Work order »
Using the listing that follows, return every line with the word "expected".

Given information »
mod client;
mod status;

pub use client::TiltClient;
pub use status::{aggregate_status, target_status, Status};

use serde::{Deserialize, Serialize};

/// Snapshot of a Tilt session (`tilt.dev/v1alpha1` Session object)
#[derive(Debug, Clone, Default, PartialEq, Eq, Serialize, Deserialize)]
pub struct Session {
    #[serde(default)]
    pub metadata: ObjectMeta,
    /// Absent until Tilt has reported anything for the session
    #[serde(default)]
    pub status: Option<SessionStatus>,
}

#[derive(Debug, Clone, Default, PartialEq, Eq, Serialize, Deserialize)]
pub struct ObjectMeta {
    #[serde(default)]
    pub name: String,
}

#[derive(Debug, Clone, Default, PartialEq, Eq, Serialize, Deserialize)]
#[serde(rename_all = "camelCase")]
pub struct SessionStatus {
    /// Process ID of the Tilt instance
    #[serde(default)]
    pub pid: i64,
    #[serde(default)]
    pub start_time: Option<String>,
    #[serde(default)]
    pub targets: Vec<Target>,
    /// Set once Tilt has stopped (e.g. `tilt ci` finished)
    #[serde(default)]
    pub done: bool,
}

impl Session {
    /// Targets in the order Tilt reported them
    pub fn targets(&self) -> &[Target] {
        self.status
            .as_ref()
            .map(|s| s.targets.as_slice())
            .unwrap_or(&[])
    }
}

/// A single unit of work Tilt tracks, e.g. `api:update` or `api:runtime`
#[derive(Debug, Clone, Default, PartialEq, Eq, Serialize, Deserialize)]
pub struct Target {
    #[serde(default)]
    pub name: String,
    /// Resources (manifests) this target belongs to
    #[serde(default)]
    pub resources: Vec<String>,
    #[serde(rename = "type", default)]
    pub target_type: TargetType,
    #[serde(default)]
    pub state: TargetState,
}

impl Target {
    pub fn new(name: impl Into<String>) -> Self {
        Self {
            name: name.into(),
            ..Default::default()
        }
    }

    /// Resource a rebuild of this target should be requested for
    pub fn trigger_resource(&self) -> Option<&str> {
        self.resources.first().map(String::as_str)
    }
}

#[derive(Debug, Clone, Copy, Default, PartialEq, Eq, Serialize, Deserialize)]
#[serde(rename_all = "lowercase")]
pub enum TargetType {
    /// Image build or apply
    Update,
    /// Long-running process
    Server,
    /// Process expected to run to completion
    Job,
    #[default]
    #[serde(other)]
    Unknown,
}

/// At most one of the fields is expected to be set by Tilt
#[derive(Debug, Clone, Default, PartialEq, Eq, Serialize, Deserialize)]
pub struct TargetState {
    #[serde(default)]
    pub waiting: Option<TargetStateWaiting>,
    #[serde(default)]
    pub active: Option<TargetStateActive>,
    #[serde(default)]
    pub terminated: Option<TargetStateTerminated>,
}

#[derive(Debug, Clone, Default, PartialEq, Eq, Serialize, Deserialize)]
#[serde(rename_all = "camelCase")]
pub struct TargetStateWaiting {
    #[serde(default)]
    pub wait_reason: String,
}

#[derive(Debug, Clone, Default, PartialEq, Eq, Serialize, Deserialize)]
#[serde(rename_all = "camelCase")]
pub struct TargetStateActive {
    #[serde(default)]
    pub start_time: Option<String>,
    #[serde(default)]
    pub ready: bool,
}

#[derive(Debug, Clone, Default, PartialEq, Eq, Serialize, Deserialize)]
#[serde(rename_all = "camelCase")]
pub struct TargetStateTerminated {
    #[serde(default)]
    pub start_time: Option<String>,
    #[serde(default)]
    pub finish_time: Option<String>,
    #[serde(default)]
    pub error: Option<String>,
}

Solution for this task »
    /// Process expected to run to completion
/// At most one of the fields is expected to be set by Tilt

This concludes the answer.